CVS and the internet have recommended drinking plenty of water. I wear a sweatshirt, ‘nothing to fear but fear itself’ Covid-research-themed shirt, grey slacks, and a black KF94 mask.
Within a minute of entering Target, we see the converted fitting rooms in the corner. People are already waiting in chairs spaced in a square form. I’m too early to check into the site, so we search for snow gloves (no luck) and windshield wiper fluid (success). At the 15-minute window, I check in. The site manager gives me a form to complete. I think everyone here was receiving their second dose. One person forgot their card from last time. We’re advised to take a picture of it.
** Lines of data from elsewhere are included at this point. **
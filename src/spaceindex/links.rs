//! Outbound/inbound link edges and the link-update fan-out.

use std::collections::BTreeSet;

use crossbeam_channel::{unbounded, Receiver, Sender};
use log::debug;
use parking_lot::Mutex;
use serde::{Deserialize, Serialize};

use super::{pair_key, pair_prefix, second_of_pair, ObjectInfo, SpaceIndex, LINKS_IN, LINKS_OUT};
use crate::error::Result;
use crate::kv_store::WriteTxn;

/// Diff of one object's outbound links.
#[derive(Debug, Clone, PartialEq, Eq, Serialize, Deserialize)]
#[serde(rename_all = "camelCase")]
pub struct LinksUpdateInfo {
    pub space_id: String,
    pub links_from_id: String,
    pub added: Vec<String>,
    pub removed: Vec<String>,
}

impl LinksUpdateInfo {
    pub fn is_empty(&self) -> bool {
        self.added.is_empty() && self.removed.is_empty()
    }
}

/// Fans link diffs out to every subscriber. Sends never block.
#[derive(Default)]
pub struct LinksHub {
    subscribers: Mutex<Vec<Sender<LinksUpdateInfo>>>,
}

impl LinksHub {
    pub fn subscribe(&self) -> Receiver<LinksUpdateInfo> {
        let (tx, rx) = unbounded();
        self.subscribers.lock().push(tx);
        rx
    }

    pub fn publish(&self, info: LinksUpdateInfo) {
        if info.is_empty() {
            return;
        }
        let mut subs = self.subscribers.lock();
        subs.retain(|tx| tx.try_send(info.clone()).is_ok());
        debug!(
            "links of {} changed: +{} -{} ({} subscribers)",
            info.links_from_id,
            info.added.len(),
            info.removed.len(),
            subs.len()
        );
    }
}

#[derive(Debug, Clone, PartialEq, Serialize, Deserialize)]
pub struct ObjectInfoWithLinks {
    pub info: ObjectInfo,
    pub inbound: Vec<ObjectInfo>,
    pub outbound: Vec<ObjectInfo>,
}

impl SpaceIndex {
    /// Replaces the outbound links of `id` and mirrors the change into the
    /// inbound table. Subscribers receive the diff when it is not empty.
    pub fn update_object_links(&self, id: &str, links: &[String]) -> Result<()> {
        let wanted: BTreeSet<String> = links.iter().filter(|l| !l.is_empty()).cloned().collect();
        let (added, removed) = self.kv.write(|w| {
            let existing: BTreeSet<String> = outbound_in_txn(w, id)?.into_iter().collect();
            let added: Vec<String> = wanted.difference(&existing).cloned().collect();
            let removed: Vec<String> = existing.difference(&wanted).cloned().collect();
            for target in &added {
                w.put(LINKS_OUT, &pair_key(id, target), b"")?;
            }
            for target in &added {
                w.put(LINKS_IN, &pair_key(target, id), b"")?;
            }
            for target in &removed {
                w.delete(LINKS_OUT, &pair_key(id, target))?;
                w.delete(LINKS_IN, &pair_key(target, id))?;
            }
            Ok((added, removed))
        })?;
        self.links_hub.publish(LinksUpdateInfo {
            space_id: self.space_id.clone(),
            links_from_id: id.to_string(),
            added,
            removed,
        });
        Ok(())
    }

    pub fn get_outbound_links_by_id(&self, id: &str) -> Result<Vec<String>> {
        self.kv.read(|r| {
            Ok(r.scan_prefix(LINKS_OUT, &pair_prefix(id))?
                .iter()
                .filter_map(|(k, _)| second_of_pair(k))
                .collect())
        })
    }

    pub fn get_inbound_links_by_id(&self, id: &str) -> Result<Vec<String>> {
        self.kv.read(|r| {
            Ok(r.scan_prefix(LINKS_IN, &pair_prefix(id))?
                .iter()
                .filter_map(|(k, _)| second_of_pair(k))
                .collect())
        })
    }

    pub fn get_with_links_info_by_id(&self, id: &str) -> Result<ObjectInfoWithLinks> {
        let info = self.object_info(id)?;
        let inbound = self.get_by_ids(&self.get_inbound_links_by_id(id)?)?;
        let outbound = self.get_by_ids(&self.get_outbound_links_by_id(id)?)?;
        Ok(ObjectInfoWithLinks { info, inbound, outbound })
    }
}

pub(super) fn outbound_in_txn(w: &WriteTxn<'_>, id: &str) -> Result<Vec<String>> {
    Ok(w.scan_prefix(LINKS_OUT, &pair_prefix(id))?
        .iter()
        .filter_map(|(k, _)| second_of_pair(k))
        .collect())
}

pub(super) fn inbound_in_txn(w: &WriteTxn<'_>, id: &str) -> Result<Vec<String>> {
    Ok(w.scan_prefix(LINKS_IN, &pair_prefix(id))?
        .iter()
        .filter_map(|(k, _)| second_of_pair(k))
        .collect())
}

#[cfg(test)]
mod tests {
    use super::*;
    use crate::spaceindex::tests::Fixture;

    fn ids(v: &[&str]) -> Vec<String> {
        v.iter().map(|s| s.to_string()).collect()
    }

    #[test]
    fn test_links_are_symmetric() {
        let fx = Fixture::new("space1");
        let rx = fx.hub.subscribe();
        fx.index.update_object_links("id1", &ids(&["id2", "id3"])).unwrap();
        assert_eq!(fx.index.get_outbound_links_by_id("id1").unwrap(), ids(&["id2", "id3"]));
        assert_eq!(fx.index.get_inbound_links_by_id("id2").unwrap(), ids(&["id1"]));
        assert_eq!(fx.index.get_inbound_links_by_id("id3").unwrap(), ids(&["id1"]));

        let info = rx.try_recv().unwrap();
        assert_eq!(info.added, ids(&["id2", "id3"]));
        assert!(info.removed.is_empty());
        assert_eq!(info.space_id, "space1");
    }

    #[test]
    fn test_replacing_links_emits_diff() {
        let fx = Fixture::new("space1");
        fx.index.update_object_links("id1", &ids(&["id2", "id3"])).unwrap();
        let rx = fx.hub.subscribe();
        fx.index.update_object_links("id1", &ids(&["id3", "id4"])).unwrap();

        let info = rx.try_recv().unwrap();
        assert_eq!(info.added, ids(&["id4"]));
        assert_eq!(info.removed, ids(&["id2"]));
        assert!(fx.index.get_inbound_links_by_id("id2").unwrap().is_empty());

        // Same set again: nothing to publish.
        fx.index.update_object_links("id1", &ids(&["id4", "id3"])).unwrap();
        assert!(rx.try_recv().is_err());
    }

    #[test]
    fn test_links_info() {
        let fx = Fixture::new("space1");
        fx.put_named("id1", "one");
        fx.put_named("id2", "two");
        fx.put_named("id3", "three");
        fx.index.update_object_links("id1", &ids(&["id2", "id3"])).unwrap();
        fx.index.update_object_links("id2", &ids(&["id3"])).unwrap();

        let info = fx.index.get_with_links_info_by_id("id3").unwrap();
        assert_eq!(info.info.id, "id3");
        let inbound: Vec<&str> = info.inbound.iter().map(|i| i.id.as_str()).collect();
        assert_eq!(inbound, vec!["id1", "id2"]);
        assert!(info.outbound.is_empty());
    }
}
use chrono::{Datelike, NaiveDate};
use log::warn;
use thiserror::Error;

use super::model::{Dataset, LaureateRecord};

// ---------------------------------------------------------------------------
// Errors
// ---------------------------------------------------------------------------

/// Cleaning failures. Each variant names the offending row (zero-based) and
/// carries the raw value so callers can decide whether to abort or skip.
#[derive(Debug, Clone, PartialEq, Eq, Error)]
pub enum ParseError {
    #[error("row {row}: prize_share '{value}' is not of the form \"int/int\"")]
    PrizeShareForm { row: usize, value: String },
    #[error("row {row}: prize_share '{value}' has a zero denominator")]
    PrizeShareZeroDenominator { row: usize, value: String },
    #[error("row {row}: unparseable birth_date '{value}'")]
    BirthDate { row: usize, value: String },
}

// ---------------------------------------------------------------------------
// Options
// ---------------------------------------------------------------------------

/// What to do with a row that fails to parse: abort the whole run (default)
/// or drop the row and report it.
#[derive(Debug, Clone, Copy, PartialEq, Eq, Default)]
pub enum MalformedRows {
    #[default]
    Abort,
    Skip,
}

/// Parameters of [`clean_with`].
#[derive(Debug, Clone, Default)]
pub struct CleanOptions {
    pub malformed: MalformedRows,
}

/// A row dropped under [`MalformedRows::Skip`], with the error that felled it.
#[derive(Debug, Clone, PartialEq, Eq)]
pub struct SkippedRow {
    pub row: usize,
    pub error: ParseError,
}

/// Result of a lenient cleaning pass.
#[derive(Debug, Clone)]
pub struct CleanOutcome {
    pub dataset: Dataset,
    pub skipped: Vec<SkippedRow>,
}

// ---------------------------------------------------------------------------
// Cleaning
// ---------------------------------------------------------------------------

/// Compute the derived columns for every record: `share_pct` from
/// `prize_share`, and `winning_age` where a birth date is present.
///
/// Returns a new dataset; the input is untouched. Re-cleaning an already
/// clean dataset recomputes the same values from the same raw columns, so
/// the operation is idempotent.
pub fn clean(dataset: &Dataset) -> Result<Dataset, ParseError> {
    clean_with(dataset, &CleanOptions::default()).map(|outcome| outcome.dataset)
}

/// [`clean`] with configurable malformed-row handling. Under
/// [`MalformedRows::Skip`] offending rows are dropped, logged, and reported
/// in the outcome instead of aborting the run.
pub fn clean_with(dataset: &Dataset, options: &CleanOptions) -> Result<CleanOutcome, ParseError> {
    let mut records = Vec::with_capacity(dataset.len());
    let mut skipped = Vec::new();

    for (row, record) in dataset.records.iter().enumerate() {
        match clean_record(row, record) {
            Ok(cleaned) => records.push(cleaned),
            Err(error) => match options.malformed {
                MalformedRows::Abort => return Err(error),
                MalformedRows::Skip => {
                    warn!("skipping malformed row: {error}");
                    skipped.push(SkippedRow { row, error });
                }
            },
        }
    }

    Ok(CleanOutcome {
        dataset: Dataset::from_records(records),
        skipped,
    })
}

fn clean_record(row: usize, record: &LaureateRecord) -> Result<LaureateRecord, ParseError> {
    let mut cleaned = record.clone();
    cleaned.share_pct = Some(parse_prize_share(row, &record.prize_share)?);
    cleaned.winning_age = match &record.birth_date {
        // Calendar-year subtraction, no month/day adjustment; the age can
        // be off by one year relative to the exact birthday.
        Some(raw) => Some(record.year - parse_birth_date(row, raw)?.year()),
        None => None,
    };
    Ok(cleaned)
}

// ---------------------------------------------------------------------------
// Field parsers
// ---------------------------------------------------------------------------

/// Parse a "numerator/denominator" share into a float. Exactly two integer
/// components; a zero denominator is rejected, never coerced.
pub fn parse_prize_share(row: usize, value: &str) -> Result<f64, ParseError> {
    let form_error = || ParseError::PrizeShareForm {
        row,
        value: value.to_string(),
    };

    let parts: Vec<&str> = value.split('/').collect();
    if parts.len() != 2 {
        return Err(form_error());
    }
    let numerator: u32 = parts[0].trim().parse().map_err(|_| form_error())?;
    let denominator: u32 = parts[1].trim().parse().map_err(|_| form_error())?;
    if denominator == 0 {
        return Err(ParseError::PrizeShareZeroDenominator {
            row,
            value: value.to_string(),
        });
    }

    Ok(f64::from(numerator) / f64::from(denominator))
}

/// Parse a birth date. ISO `YYYY-MM-DD` is the source format; `MM/DD/YYYY`
/// is accepted for re-exported files.
pub fn parse_birth_date(row: usize, value: &str) -> Result<NaiveDate, ParseError> {
    const FORMATS: [&str; 2] = ["%Y-%m-%d", "%m/%d/%Y"];

    let trimmed = value.trim();
    for format in FORMATS {
        if let Ok(date) = NaiveDate::parse_from_str(trimmed, format) {
            return Ok(date);
        }
    }
    Err(ParseError::BirthDate {
        row,
        value: value.to_string(),
    })
}
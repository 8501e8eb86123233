use nobel_data::data::Field;

/// Columns: year, category, prize_share, full_name, sex, birth_date,
/// birth_country_current, birth_city, organization_name, organization_city,
/// organization_country, ISO. Empty cells are absent values.
const ROWS: [[&str; 12]; 12] = [
    [
        "1901", "Physics", "1/1", "Wilhelm Conrad Röntgen", "Male", "1845-03-27",
        "Germany", "Lennep", "Munich University", "Munich", "Germany", "DEU",
    ],
    [
        "1903", "Physics", "1/4", "Marie Curie, née Sklodowska", "Female", "1867-11-07",
        "Poland", "Warsaw", "", "", "", "POL",
    ],
    [
        "1903", "Physics", "1/4", "Pierre Curie", "Male", "1859-05-15",
        "France", "Paris", "École municipale de physique et de chimie industrielles", "Paris",
        "France", "FRA",
    ],
    [
        "1911", "Chemistry", "1/1", "Marie Curie, née Sklodowska", "Female", "1867-11-07",
        "Poland", "Warsaw", "Sorbonne University", "Paris", "France", "POL",
    ],
    [
        "1917", "Peace", "1/1", "", "", "",
        "", "", "International Committee of the Red Cross", "Geneva", "Switzerland", "",
    ],
    [
        "1921", "Physics", "1/1", "Albert Einstein", "Male", "1879-03-14",
        "Germany", "Ulm", "Kaiser-Wilhelm-Institut für Physik", "Berlin", "Germany", "DEU",
    ],
    [
        "1945", "Medicine", "1/3", "Sir Alexander Fleming", "Male", "1881-08-06",
        "United Kingdom", "Darvel", "London University", "London", "United Kingdom", "GBR",
    ],
    [
        "1964", "Peace", "1/1", "Martin Luther King Jr.", "Male", "1929-01-15",
        "United States of America", "Atlanta", "", "", "", "USA",
    ],
    [
        "1965", "Literature", "1/1", "Michail Sholokhov", "Male", "1905-05-24",
        "Russia", "Kruzhilin", "", "", "", "RUS",
    ],
    [
        "1969", "Economics", "1/2", "Ragnar Frisch", "Male", "1895-03-03",
        "Norway", "Oslo", "University of Oslo", "Oslo", "Norway", "NOR",
    ],
    [
        "2012", "Physics", "1/2", "Serge Haroche", "Male", "1944-09-11",
        "Morocco", "Casablanca", "Collège de France", "Paris", "France", "MAR",
    ],
    [
        "2014", "Peace", "1/2", "Malala Yousafzai", "Female", "1997-07-12",
        "Pakistan", "Mingora", "", "", "", "PAK",
    ],
];

fn main() {
    let output_path = "nobel_sample.csv";
    let mut writer = csv::Writer::from_path(output_path).expect("Failed to create output file");

    let header: Vec<&str> = Field::RAW.iter().map(|f| f.name()).collect();
    writer.write_record(&header).expect("Failed to write header");
    for row in ROWS {
        writer.write_record(row).expect("Failed to write row");
    }
    writer.flush().expect("Failed to flush output");

    println!("Wrote {} laureate rows to {output_path}", ROWS.len());
}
I’m very suddenly placed second in line. I can see into the fitting room space, and a Target dog statue is at the end of the hall. The vaccinator (again, we don’t hear if he’s a nurse or pharmacist?) turns in his previous form and accepts mine. His name is Mark. He turns the chair around so I can get the vaccine in my left arm. There is a huge sack of paper and plastic trash from this long day.
Mark was a little funny. I explained why I was looking at the wall: “I don’t like to see the needle”, and he replied “I’ll be looking at the needle when I do it”. He didn’t repeat the health questions from the form. A minute later I feel the sharp needle, and confirm we’re done. Mark mentions the possibility of a booster shot in the future. There are no timers in the waiting area, but I don’t want to confuse anyone by leaving and shopping. I feel a weird tension in my shoulders, but maybe that’s from the chair.
I walk out of the Target with no purchases, feeling amazing. There is a sense of freedom. I keep repeating that I’m optimistic about no side effects.
We considered visiting Krispy Kreme for a free donut, but we’re both full, so we stop for gas and head home.
Immunity, May 4, 2021
It’s a Tuesday morning. According to whatever I read, my body has produced a good amount of antibodies by now. My brothers have received at least their first doses; one even received his at the Patriots’ stadium.
I wish I could say that this day was a big party going from highlight to highlight, the ‘movable feast’ of Hemingway in Paris [I’m looking this up now and am using it incorrectly…]. Instead there is a lot of work to do before launching a redistricting website tomorrow. When I woke up, my planned breakfast place was not open but the Slack messages were already coming in. In between Zoom calls and DNS settings, I find time for a lunch break. I absent-mindedly open up a KF94 mask, but choose a light surgical mask since I’m only picking up Subway. I don’t feel that I can relax until a checklist is resolved around 3pm. I take a short walk through the backyard up to the Garden of the Gods park, which looks straight out of Big Thunder Mountain Railroad or a Star Trek TOS planet.
If there wasn’t a pandemic, I don’t know where we’d all be and what we’d be doing. I’d likely never spend weeks here or Myrtle Beach or Phoenix. Interviewing for jobs has been harder. There’s been so much time in isolation, with time to think about what we’ve lost in humanity and in opportunities. I don’t have anything profound on this, but it leaves a bitter taste when someone claims this was a time for reflection or learning. It is a joyless time — interrupted by some people and events for sure — but I’ve been craving normalcy and trying to anticipate how to return to normal.
Maybe this is what returning to normal looks like, though. Back to work, a short walk through the park, some AI/ML community stuff, and travel planning for Alaska.